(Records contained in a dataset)

-- Opening Marker --

//! Plain-text statblock format.

use super::{DescriptionLine, Field, Renderer, Section, StatblockFormat};
use crate::creature::Creature;

/// Renders a statblock as plain lines, `Label value`.
///
/// # Examples
///
/// ```rust
/// use bestiary::Creature;
/// use bestiary::render::{PlainText, Renderer};
///
/// let mut wolf = Creature::new("Wolf", "Medium", "beast");
/// wolf.armor_class = 13;
/// wolf.armor_description = "natural armor".into();
///
/// let text = PlainText.render(&wolf);
/// assert!(text.contains("Armor Class 13 (natural armor)\n"));
/// ```
#[derive(Debug, Clone, Copy, Default)]
pub struct PlainText;

/// Continuation lines of a description are indented by this much.
const INDENT: &str = "    ";

fn label(field: Field) -> Option<&'static str> {
    match field {
        Field::Name | Field::Meta => None,
        Field::Ability(ability) => Some(ability.abbreviation()),
        Field::ArmorClass => Some("Armor Class"),
        Field::HitPoints => Some("Hit Points"),
        Field::Speed => Some("Speed"),
        Field::SavingThrows => Some("Saving Throws"),
        Field::Skills => Some("Skills"),
        Field::DamageVulnerabilities => Some("Damage Vulnerabilities"),
        Field::DamageResistances => Some("Damage Resistances"),
        Field::DamageImmunities => Some("Damage Immunities"),
        Field::ConditionImmunities => Some("Condition Immunities"),
        Field::Senses => Some("Senses"),
        Field::Languages => Some("Languages"),
        Field::Challenge => Some("Challenge"),
        Field::ProficiencyBonus => Some("Proficiency Bonus"),
    }
}

impl StatblockFormat for PlainText {
    fn field(&self, out: &mut String, field: Field, value: &str) {
        if let Some(label) = label(field) {
            out.push_str(label);
            out.push(' ');
        }
        out.push_str(value);
        out.push('\n');
    }

    fn section(&self, out: &mut String, section: Section, intro: &[DescriptionLine<'_>]) {
        out.push('\n');
        out.push_str(section.title());
        out.push('\n');
        for line in intro {
            out.push_str(line.text);
            out.push('\n');
        }
    }

    fn entry(&self, out: &mut String, name: &str, description: &[DescriptionLine<'_>]) {
        out.push_str(name);
        out.push('.');
        let mut lines = description.iter();
        if let Some(first) = lines.next() {
            out.push(' ');
            out.push_str(first.text);
        }
        out.push('\n');
        for line in lines {
            out.push_str(INDENT);
            out.push_str(line.text);
            out.push('\n');
        }
    }

    fn attribution(&self, out: &mut String, source_title: &str) {
        out.push_str(&format!("Source: ~\"{}\"\n", source_title));
    }
}

impl Renderer for PlainText {
    fn render(&self, creature: &Creature) -> String {
        super::render_with(self, creature)
    }
}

-- Closing Marker --

# INSTRUCTIONS TO FOLLOW:
The records above are to be repeated exactly, in their entirety.

# WRITTEN SOLUTION:
//! Plain-text statblock format.

use super::{DescriptionLine, Field, Renderer, Section, StatblockFormat};
use crate::creature::Creature;

/// Renders a statblock as plain lines, `Label value`.
///
/// # Examples
///
/// ```rust
/// use bestiary::Creature;
/// use bestiary::render::{PlainText, Renderer};
///
/// let mut wolf = Creature::new("Wolf", "Medium", "beast");
/// wolf.armor_class = 13;
/// wolf.armor_description = "natural armor".into();
///
/// let text = PlainText.render(&wolf);
/// assert!(text.contains("Armor Class 13 (natural armor)\n"));
/// ```
#[derive(Debug, Clone, Copy, Default)]
pub struct PlainText;

/// Continuation lines of a description are indented by this much.
const INDENT: &str = "    ";

fn label(field: Field) -> Option<&'static str> {
    match field {
        Field::Name | Field::Meta => None,
        Field::Ability(ability) => Some(ability.abbreviation()),
        Field::ArmorClass => Some("Armor Class"),
        Field::HitPoints => Some("Hit Points"),
        Field::Speed => Some("Speed"),
        Field::SavingThrows => Some("Saving Throws"),
        Field::Skills => Some("Skills"),
        Field::DamageVulnerabilities => Some("Damage Vulnerabilities"),
        Field::DamageResistances => Some("Damage Resistances"),
        Field::DamageImmunities => Some("Damage Immunities"),
        Field::ConditionImmunities => Some("Condition Immunities"),
        Field::Senses => Some("Senses"),
        Field::Languages => Some("Languages"),
        Field::Challenge => Some("Challenge"),
        Field::ProficiencyBonus => Some("Proficiency Bonus"),
    }
}

impl StatblockFormat for PlainText {
    fn field(&self, out: &mut String, field: Field, value: &str) {
        if let Some(label) = label(field) {
            out.push_str(label);
            out.push(' ');
        }
        out.push_str(value);
        out.push('\n');
    }

    fn section(&self, out: &mut String, section: Section, intro: &[DescriptionLine<'_>]) {
        out.push('\n');
        out.push_str(section.title());
        out.push('\n');
        for line in intro {
            out.push_str(line.text);
            out.push('\n');
        }
    }

    fn entry(&self, out: &mut String, name: &str, description: &[DescriptionLine<'_>]) {
        out.push_str(name);
        out.push('.');
        let mut lines = description.iter();
        if let Some(first) = lines.next() {
            out.push(' ');
            out.push_str(first.text);
        }
        out.push('\n');
        for line in lines {
            out.push_str(INDENT);
            out.push_str(line.text);
            out.push('\n');
        }
    }

    fn attribution(&self, out: &mut String, source_title: &str) {
        out.push_str(&format!("Source: ~\"{}\"\n", source_title));
    }
}

impl Renderer for PlainText {
    fn render(&self, creature: &Creature) -> String {
        super::render_with(self, creature)
    }
}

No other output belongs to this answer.